(DATA TO EXAMINE Opens)
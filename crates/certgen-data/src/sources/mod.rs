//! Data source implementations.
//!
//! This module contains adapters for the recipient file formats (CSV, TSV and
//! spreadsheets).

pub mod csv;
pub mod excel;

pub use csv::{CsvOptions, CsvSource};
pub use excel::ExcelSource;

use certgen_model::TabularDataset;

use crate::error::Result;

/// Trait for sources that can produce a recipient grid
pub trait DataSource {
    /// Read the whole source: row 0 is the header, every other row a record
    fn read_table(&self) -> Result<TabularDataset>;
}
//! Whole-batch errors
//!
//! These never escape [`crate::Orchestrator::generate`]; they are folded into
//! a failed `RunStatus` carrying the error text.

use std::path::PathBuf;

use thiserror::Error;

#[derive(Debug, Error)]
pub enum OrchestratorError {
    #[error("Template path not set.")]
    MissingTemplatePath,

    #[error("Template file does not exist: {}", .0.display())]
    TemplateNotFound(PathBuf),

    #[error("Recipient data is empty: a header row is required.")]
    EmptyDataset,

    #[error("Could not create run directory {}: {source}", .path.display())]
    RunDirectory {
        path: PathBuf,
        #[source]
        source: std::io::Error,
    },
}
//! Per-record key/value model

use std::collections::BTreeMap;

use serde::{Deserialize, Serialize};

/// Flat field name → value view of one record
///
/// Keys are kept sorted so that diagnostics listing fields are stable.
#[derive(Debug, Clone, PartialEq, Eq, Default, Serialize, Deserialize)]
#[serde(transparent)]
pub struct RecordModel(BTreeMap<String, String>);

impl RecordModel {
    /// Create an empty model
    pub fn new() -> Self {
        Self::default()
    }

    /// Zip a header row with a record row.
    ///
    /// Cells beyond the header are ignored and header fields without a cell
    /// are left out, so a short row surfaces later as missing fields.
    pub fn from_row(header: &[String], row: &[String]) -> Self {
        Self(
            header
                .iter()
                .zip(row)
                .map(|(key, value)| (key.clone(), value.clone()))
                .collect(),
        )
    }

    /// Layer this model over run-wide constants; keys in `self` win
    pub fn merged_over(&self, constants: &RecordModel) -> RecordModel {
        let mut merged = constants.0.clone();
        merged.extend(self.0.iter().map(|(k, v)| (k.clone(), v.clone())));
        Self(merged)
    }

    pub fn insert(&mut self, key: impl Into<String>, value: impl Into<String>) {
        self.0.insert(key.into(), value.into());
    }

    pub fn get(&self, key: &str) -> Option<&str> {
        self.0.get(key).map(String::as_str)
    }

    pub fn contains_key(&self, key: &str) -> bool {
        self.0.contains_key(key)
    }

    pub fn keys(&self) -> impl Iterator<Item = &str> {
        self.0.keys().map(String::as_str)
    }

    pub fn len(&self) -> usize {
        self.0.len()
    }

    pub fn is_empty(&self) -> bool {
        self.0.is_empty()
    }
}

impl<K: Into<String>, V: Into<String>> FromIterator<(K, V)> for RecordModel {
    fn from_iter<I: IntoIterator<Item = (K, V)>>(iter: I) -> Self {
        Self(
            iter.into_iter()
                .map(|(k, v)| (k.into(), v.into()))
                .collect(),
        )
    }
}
(DATA TO EXAMINE Closes)
- PROBLEM
Write out the complete material a second time, matching it exactly.

- RESPONSE AREA
filename crates/certgen-data/src/sources/mod.rs
//! Data source implementations.
//!
//! This module contains adapters for the recipient file formats (CSV, TSV and
//! spreadsheets).

pub mod csv;
pub mod excel;

pub use csv::{CsvOptions, CsvSource};
pub use excel::ExcelSource;

use certgen_model::TabularDataset;

use crate::error::Result;

/// Trait for sources that can produce a recipient grid
pub trait DataSource {
    /// Read the whole source: row 0 is the header, every other row a record
    fn read_table(&self) -> Result<TabularDataset>;
}
//! Whole-batch errors
//!
//! These never escape [`crate::Orchestrator::generate`]; they are folded into
//! a failed `RunStatus` carrying the error text.

use std::path::PathBuf;

use thiserror::Error;

#[derive(Debug, Error)]
pub enum OrchestratorError {
    #[error("Template path not set.")]
    MissingTemplatePath,

    #[error("Template file does not exist: {}", .0.display())]
    TemplateNotFound(PathBuf),

    #[error("Recipient data is empty: a header row is required.")]
    EmptyDataset,

    #[error("Could not create run directory {}: {source}", .path.display())]
    RunDirectory {
        path: PathBuf,
        #[source]
        source: std::io::Error,
    },
}
//! Per-record key/value model

use std::collections::BTreeMap;

use serde::{Deserialize, Serialize};

/// Flat field name → value view of one record
///
/// Keys are kept sorted so that diagnostics listing fields are stable.
#[derive(Debug, Clone, PartialEq, Eq, Default, Serialize, Deserialize)]
#[serde(transparent)]
pub struct RecordModel(BTreeMap<String, String>);

impl RecordModel {
    /// Create an empty model
    pub fn new() -> Self {
        Self::default()
    }

    /// Zip a header row with a record row.
    ///
    /// Cells beyond the header are ignored and header fields without a cell
    /// are left out, so a short row surfaces later as missing fields.
    pub fn from_row(header: &[String], row: &[String]) -> Self {
        Self(
            header
                .iter()
                .zip(row)
                .map(|(key, value)| (key.clone(), value.clone()))
                .collect(),
        )
    }

    /// Layer this model over run-wide constants; keys in `self` win
    pub fn merged_over(&self, constants: &RecordModel) -> RecordModel {
        let mut merged = constants.0.clone();
        merged.extend(self.0.iter().map(|(k, v)| (k.clone(), v.clone())));
        Self(merged)
    }

    pub fn insert(&mut self, key: impl Into<String>, value: impl Into<String>) {
        self.0.insert(key.into(), value.into());
    }

    pub fn get(&self, key: &str) -> Option<&str> {
        self.0.get(key).map(String::as_str)
    }

    pub fn contains_key(&self, key: &str) -> bool {
        self.0.contains_key(key)
    }

    pub fn keys(&self) -> impl Iterator<Item = &str> {
        self.0.keys().map(String::as_str)
    }

    pub fn len(&self) -> usize {
        self.0.len()
    }

    pub fn is_empty(&self) -> bool {
        self.0.is_empty()
    }
}

impl<K: Into<String>, V: Into<String>> FromIterator<(K, V)> for RecordModel {
    fn from_iter<I: IntoIterator<Item = (K, V)>>(iter: I) -> Self {
        Self(
            iter.into_iter()
                .map(|(k, v)| (k.into(), v.into()))
                .collect(),
        )
    }
}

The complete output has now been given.